Required work:
Could you print the entries below exactly, starting at the line that contains "pub fn is_empty(&self)" and stopping after the last one?

Materials provided section start

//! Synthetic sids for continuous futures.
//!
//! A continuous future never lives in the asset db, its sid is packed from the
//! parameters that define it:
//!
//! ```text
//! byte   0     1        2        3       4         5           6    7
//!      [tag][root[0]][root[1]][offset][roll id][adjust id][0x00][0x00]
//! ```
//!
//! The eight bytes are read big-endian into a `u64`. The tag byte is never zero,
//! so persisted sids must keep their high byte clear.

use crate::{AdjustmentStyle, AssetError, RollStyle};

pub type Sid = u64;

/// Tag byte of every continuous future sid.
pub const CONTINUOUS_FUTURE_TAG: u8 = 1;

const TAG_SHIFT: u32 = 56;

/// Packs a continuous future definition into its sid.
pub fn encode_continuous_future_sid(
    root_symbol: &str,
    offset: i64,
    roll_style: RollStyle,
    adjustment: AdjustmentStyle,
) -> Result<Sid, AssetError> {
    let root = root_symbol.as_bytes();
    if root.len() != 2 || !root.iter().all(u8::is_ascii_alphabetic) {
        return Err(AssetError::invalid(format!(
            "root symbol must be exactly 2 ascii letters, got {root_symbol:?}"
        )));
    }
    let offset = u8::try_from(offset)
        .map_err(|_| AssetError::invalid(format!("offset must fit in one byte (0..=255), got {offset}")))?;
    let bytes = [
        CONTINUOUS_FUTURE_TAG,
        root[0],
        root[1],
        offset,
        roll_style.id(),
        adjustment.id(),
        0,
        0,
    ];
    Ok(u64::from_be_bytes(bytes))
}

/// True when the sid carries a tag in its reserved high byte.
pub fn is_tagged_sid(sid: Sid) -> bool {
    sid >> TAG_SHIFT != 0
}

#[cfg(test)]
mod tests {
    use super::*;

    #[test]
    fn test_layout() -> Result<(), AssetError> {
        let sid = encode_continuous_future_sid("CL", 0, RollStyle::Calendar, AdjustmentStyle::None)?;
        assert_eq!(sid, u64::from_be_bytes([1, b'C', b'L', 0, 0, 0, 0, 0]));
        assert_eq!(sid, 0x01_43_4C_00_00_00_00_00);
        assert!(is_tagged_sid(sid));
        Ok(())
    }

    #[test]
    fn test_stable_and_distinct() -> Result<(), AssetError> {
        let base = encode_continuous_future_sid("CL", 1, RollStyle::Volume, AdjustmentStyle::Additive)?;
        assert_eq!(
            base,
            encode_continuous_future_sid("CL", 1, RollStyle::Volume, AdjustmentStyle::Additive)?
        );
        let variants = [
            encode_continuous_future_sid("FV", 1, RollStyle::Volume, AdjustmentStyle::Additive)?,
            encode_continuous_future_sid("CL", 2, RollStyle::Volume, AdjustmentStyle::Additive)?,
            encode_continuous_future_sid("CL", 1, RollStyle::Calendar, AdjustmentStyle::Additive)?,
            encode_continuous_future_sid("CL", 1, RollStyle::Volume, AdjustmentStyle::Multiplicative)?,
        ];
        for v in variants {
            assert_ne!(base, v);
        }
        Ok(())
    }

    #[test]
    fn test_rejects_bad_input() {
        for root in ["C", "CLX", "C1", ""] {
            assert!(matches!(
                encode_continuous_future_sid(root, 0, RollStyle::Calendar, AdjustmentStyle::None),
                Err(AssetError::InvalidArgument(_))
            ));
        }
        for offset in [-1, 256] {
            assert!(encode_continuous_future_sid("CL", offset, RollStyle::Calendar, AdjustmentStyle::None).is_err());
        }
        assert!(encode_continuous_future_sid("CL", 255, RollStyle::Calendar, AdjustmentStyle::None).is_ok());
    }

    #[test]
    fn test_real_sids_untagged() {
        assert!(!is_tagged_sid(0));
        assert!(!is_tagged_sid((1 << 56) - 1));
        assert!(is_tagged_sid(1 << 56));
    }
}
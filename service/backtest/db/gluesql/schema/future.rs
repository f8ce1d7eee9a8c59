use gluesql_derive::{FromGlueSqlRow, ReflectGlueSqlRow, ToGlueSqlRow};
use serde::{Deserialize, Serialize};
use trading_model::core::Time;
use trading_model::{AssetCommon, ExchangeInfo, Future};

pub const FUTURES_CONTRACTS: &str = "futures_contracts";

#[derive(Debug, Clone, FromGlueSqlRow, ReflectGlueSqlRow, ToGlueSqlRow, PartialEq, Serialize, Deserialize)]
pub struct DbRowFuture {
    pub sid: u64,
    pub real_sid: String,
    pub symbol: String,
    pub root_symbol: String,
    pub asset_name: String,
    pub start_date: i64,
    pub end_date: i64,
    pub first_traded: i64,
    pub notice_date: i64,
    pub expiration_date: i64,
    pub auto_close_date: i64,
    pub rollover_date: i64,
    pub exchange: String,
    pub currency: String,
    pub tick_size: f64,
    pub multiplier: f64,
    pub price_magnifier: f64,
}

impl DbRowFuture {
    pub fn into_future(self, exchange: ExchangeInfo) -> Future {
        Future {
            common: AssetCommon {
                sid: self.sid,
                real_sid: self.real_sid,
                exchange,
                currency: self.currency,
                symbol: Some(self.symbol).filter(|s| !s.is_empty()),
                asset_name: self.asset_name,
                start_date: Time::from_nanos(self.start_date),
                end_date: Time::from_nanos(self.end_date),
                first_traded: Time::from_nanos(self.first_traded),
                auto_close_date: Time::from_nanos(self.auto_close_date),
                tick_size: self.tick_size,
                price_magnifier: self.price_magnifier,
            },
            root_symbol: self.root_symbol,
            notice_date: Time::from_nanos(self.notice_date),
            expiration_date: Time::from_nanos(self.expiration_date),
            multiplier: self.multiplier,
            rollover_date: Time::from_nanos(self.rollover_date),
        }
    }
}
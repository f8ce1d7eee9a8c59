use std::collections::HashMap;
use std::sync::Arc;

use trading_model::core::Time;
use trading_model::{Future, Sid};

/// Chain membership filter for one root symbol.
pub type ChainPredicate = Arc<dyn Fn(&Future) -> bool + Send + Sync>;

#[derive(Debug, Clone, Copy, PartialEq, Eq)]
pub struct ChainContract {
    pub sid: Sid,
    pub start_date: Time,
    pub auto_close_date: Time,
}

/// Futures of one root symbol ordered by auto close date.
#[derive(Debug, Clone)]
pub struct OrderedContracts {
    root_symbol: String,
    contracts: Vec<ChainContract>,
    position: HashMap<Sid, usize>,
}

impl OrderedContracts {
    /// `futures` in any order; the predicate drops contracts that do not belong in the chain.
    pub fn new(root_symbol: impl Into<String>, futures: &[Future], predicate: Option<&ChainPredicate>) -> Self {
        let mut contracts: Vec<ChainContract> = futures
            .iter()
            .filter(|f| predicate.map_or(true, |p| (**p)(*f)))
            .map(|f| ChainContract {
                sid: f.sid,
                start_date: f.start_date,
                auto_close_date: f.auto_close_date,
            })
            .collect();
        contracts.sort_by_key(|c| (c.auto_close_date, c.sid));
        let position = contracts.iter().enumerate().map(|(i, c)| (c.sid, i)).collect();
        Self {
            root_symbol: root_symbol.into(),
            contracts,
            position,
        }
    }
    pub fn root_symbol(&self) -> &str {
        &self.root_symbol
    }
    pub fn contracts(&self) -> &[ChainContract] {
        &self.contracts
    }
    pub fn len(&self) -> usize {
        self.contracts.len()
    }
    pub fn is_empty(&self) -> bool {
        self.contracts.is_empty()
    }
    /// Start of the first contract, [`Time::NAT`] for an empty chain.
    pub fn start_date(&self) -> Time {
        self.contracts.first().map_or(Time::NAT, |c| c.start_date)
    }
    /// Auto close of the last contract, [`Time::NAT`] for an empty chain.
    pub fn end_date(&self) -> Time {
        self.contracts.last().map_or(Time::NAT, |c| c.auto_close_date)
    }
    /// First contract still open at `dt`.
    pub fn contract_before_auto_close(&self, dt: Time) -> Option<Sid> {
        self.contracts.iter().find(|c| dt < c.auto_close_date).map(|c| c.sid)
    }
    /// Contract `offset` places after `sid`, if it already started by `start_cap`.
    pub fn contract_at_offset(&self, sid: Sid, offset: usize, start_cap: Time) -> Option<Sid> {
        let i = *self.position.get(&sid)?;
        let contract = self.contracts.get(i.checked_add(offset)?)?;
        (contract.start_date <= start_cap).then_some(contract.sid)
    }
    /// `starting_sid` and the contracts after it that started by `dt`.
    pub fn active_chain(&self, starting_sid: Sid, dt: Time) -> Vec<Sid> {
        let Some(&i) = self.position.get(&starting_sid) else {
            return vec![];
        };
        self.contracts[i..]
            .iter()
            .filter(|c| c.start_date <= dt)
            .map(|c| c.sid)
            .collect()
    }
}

Materials provided section end

Reply to the exercise:
    pub fn is_empty(&self) -> bool {
        self.contracts.is_empty()
    }
    /// Start of the first contract, [`Time::NAT`] for an empty chain.
    pub fn start_date(&self) -> Time {
        self.contracts.first().map_or(Time::NAT, |c| c.start_date)
    }
    /// Auto close of the last contract, [`Time::NAT`] for an empty chain.
    pub fn end_date(&self) -> Time {
        self.contracts.last().map_or(Time::NAT, |c| c.auto_close_date)
    }
    /// First contract still open at `dt`.
    pub fn contract_before_auto_close(&self, dt: Time) -> Option<Sid> {
        self.contracts.iter().find(|c| dt < c.auto_close_date).map(|c| c.sid)
    }
    /// Contract `offset` places after `sid`, if it already started by `start_cap`.
    pub fn contract_at_offset(&self, sid: Sid, offset: usize, start_cap: Time) -> Option<Sid> {
        let i = *self.position.get(&sid)?;
        let contract = self.contracts.get(i.checked_add(offset)?)?;
        (contract.start_date <= start_cap).then_some(contract.sid)
    }
    /// `starting_sid` and the contracts after it that started by `dt`.
    pub fn active_chain(&self, starting_sid: Sid, dt: Time) -> Vec<Sid> {
        let Some(&i) = self.position.get(&starting_sid) else {
            return vec![];
        };
        self.contracts[i..]
            .iter()
            .filter(|c| c.start_date <= dt)
            .map(|c| c.sid)
            .collect()
    }
}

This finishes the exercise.